Righto people! I was having breakfast this morning n read local newspapers regarding one of Arvida's site open home. So I decided to have a visit and check thier site's development.
https://www.nzx.com/companies/ARV/announcements/277863
My General feedbacks:
1. Regarding thier update (refer to above announcement), construction and renovation works are evident. I can confirm there are new service apartments and villas built and ready to be sold And ready to be occupied.
2. The company is doing a good marketing locally to attract more residents. I can confirm there are quite a good interest with the newly built apartments and villas during my visit.
3. Regarding thier care focused vision, I went to the rest home and walked around to see the staff and the residents. Guess what? One of the staff turned out to be my tenant wife! I had a good chat with the staff and looked around. There no evident of work pressures, staffs are happy working there. I could see the residents are enjoying thier lunch. Proportion of staff is adequate with the size of the residents.(trust me, my wife work in one of the privately own rest home, u don't believe the workloads they have. Residents are just a number for them)

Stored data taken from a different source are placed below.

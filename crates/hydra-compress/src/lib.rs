//! Compression & scoring pipeline plus the hot-words service
//! that rides on top of its cleaned, structured output.

pub mod clean;
pub mod hotwords;
pub mod market_keywords;
pub mod pipeline;
pub mod score;
pub mod sentiment;
pub mod structure;

pub use hotwords::{format_report, HotWordsService};
pub use pipeline::{compress, format_for_prompt, CompressionResult, CompressorConfig};
pub use structure::StructuredMessage;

In a nut shell, I think Arvida is a long term investment. Obviously they need "time" to grow, and definitely more properties to buy and more developments to happen in order to see the share up. Generally speaking, they are not bluffing or lying about the current development on one of thier site. We could probably see this company grow like SUM, MET even RYm but they need "time"

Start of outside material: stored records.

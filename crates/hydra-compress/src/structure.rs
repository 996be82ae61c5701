//! Stage 4 — structure: turn a scored,
//! surviving `CachedMessage` into the report-ready artifact.

use std::collections::BTreeSet;

use hydra_core::types::{ChannelId, DateTimeUtc, MarketCategory, Sentiment};
use once_cell::sync::Lazy;
use regex::Regex;
use serde::{Deserialize, Serialize};

use crate::{market_keywords, sentiment};

static URL_RE: Lazy<Regex> = Lazy::new(|| Regex::new(r"https?://").expect("valid regex"));
static DIGIT_RE: Lazy<Regex> = Lazy::new(|| Regex::new(r"\d").expect("valid regex"));
/// Crude keyword candidate extraction: CJK runs and Latin/digit words of at
/// least 2 characters, mirroring the hot-words tokenizer's fallback regex.
static WORD_RE: Lazy<Regex> =
    Lazy::new(|| Regex::new(r"[一-鿿]+|[A-Za-z][A-Za-z0-9]+").expect("valid regex"));

const MAX_KEYWORDS: usize = 20;

#[derive(Debug, Clone, PartialEq, Serialize, Deserialize)]
pub struct StructuredMessage {
    pub id: String,
    pub channel_id: ChannelId,
    pub channel_name: String,
    pub sender: String,
    pub content: String,
    pub ts: DateTimeUtc,
    pub score: f64,
    pub categories: BTreeSet<MarketCategory>,
    pub keywords: Vec<String>,
    pub has_numbers: bool,
    pub has_url: bool,
    pub sentiment: Sentiment,
}

/// First 8 hex characters of the content's MD5 digest — stable, short,
/// collision-tolerant for a single report window's message count.
pub fn content_id(text: &str) -> String {
    hydra_dedup::simhash::exact_hash(text)[..8].to_string()
}

fn extract_keywords(text: &str) -> Vec<String> {
    let mut seen = BTreeSet::new();
    let mut out = Vec::new();
    for m in WORD_RE.find_iter(text) {
        let word = m.as_str().to_lowercase();
        if word.chars().count() < 2 {
            continue;
        }
        if seen.insert(word.clone()) {
            out.push(word);
            if out.len() >= MAX_KEYWORDS {
                break;
            }
        }
    }
    out
}

pub fn structure(
    channel_id: &ChannelId,
    channel_name: &str,
    sender: &str,
    text: &str,
    ts: DateTimeUtc,
    score: f64,
) -> StructuredMessage {
    StructuredMessage {
        id: content_id(text),
        channel_id: channel_id.clone(),
        channel_name: channel_name.to_string(),
        sender: sender.to_string(),
        content: text.to_string(),
        ts,
        score,
        categories: market_keywords::categorize(text),
        keywords: extract_keywords(text),
        has_numbers: DIGIT_RE.is_match(text),
        has_url: URL_RE.is_match(text),
        sentiment: sentiment::classify(text),
    }
}

#[cfg(test)]
mod tests {
    use super::*;

    #[test]
    fn content_id_is_eight_hex_chars() {
        let id = content_id("BTC breaks 100k on spot volume surge");
        assert_eq!(id.len(), 8);
        assert!(id.chars().all(|c| c.is_ascii_hexdigit()));
    }

    #[test]
    fn identical_text_yields_identical_id() {
        assert_eq!(content_id("same text"), content_id("same text"));
    }

    #[test]
    fn categories_are_subset_of_closed_domain_set() {
        let allowed = BTreeSet::from([
            MarketCategory::Crypto,
            MarketCategory::AStock,
            MarketCategory::UsStock,
            MarketCategory::HkStock,
            MarketCategory::Futures,
            MarketCategory::Forex,
            MarketCategory::General,
        ]);
        let msg = structure(
            &ChannelId::from("@market"),
            "Market",
            "trader",
            "BTC breaks 100k resistance on spot volume surge, $100k target next",
            chrono::Utc::now(),
            0.5,
        );
        assert!(msg.categories.is_subset(&allowed));
        assert!(msg.has_numbers);
        assert!(!msg.has_url);
    }

    #[test]
    fn url_and_keywords_detected() {
        let msg = structure(
            &ChannelId::from("@market"),
            "Market",
            "trader",
            "Check the full chart at https://example.com/chart for btc analysis",
            chrono::Utc::now(),
            0.4,
        );
        assert!(msg.has_url);
        assert!(msg.keywords.iter().any(|k| k == "chart" || k == "btc"));
        assert!(msg.keywords.len() <= MAX_KEYWORDS);
    }
}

As we all know "time is the best friend of long term investor"
Hope my small and short experience could help and give your general views about Arvida. Please DYOR.
Note: I am am a long term holder. I like to do my own research and share my findings. My findings and feedback could be wrong so please don't sell your house and put all the money in or follow me!
I appreciate it greatly and do look forward to Arvida both continue to develop as a rest home ("care based") and look forward to them embarking on more brownfield and greenfield based development (both of which the company has mentioned it is interested in and/or currently undertaking). I believe the Browns Bay one is doing very nicely.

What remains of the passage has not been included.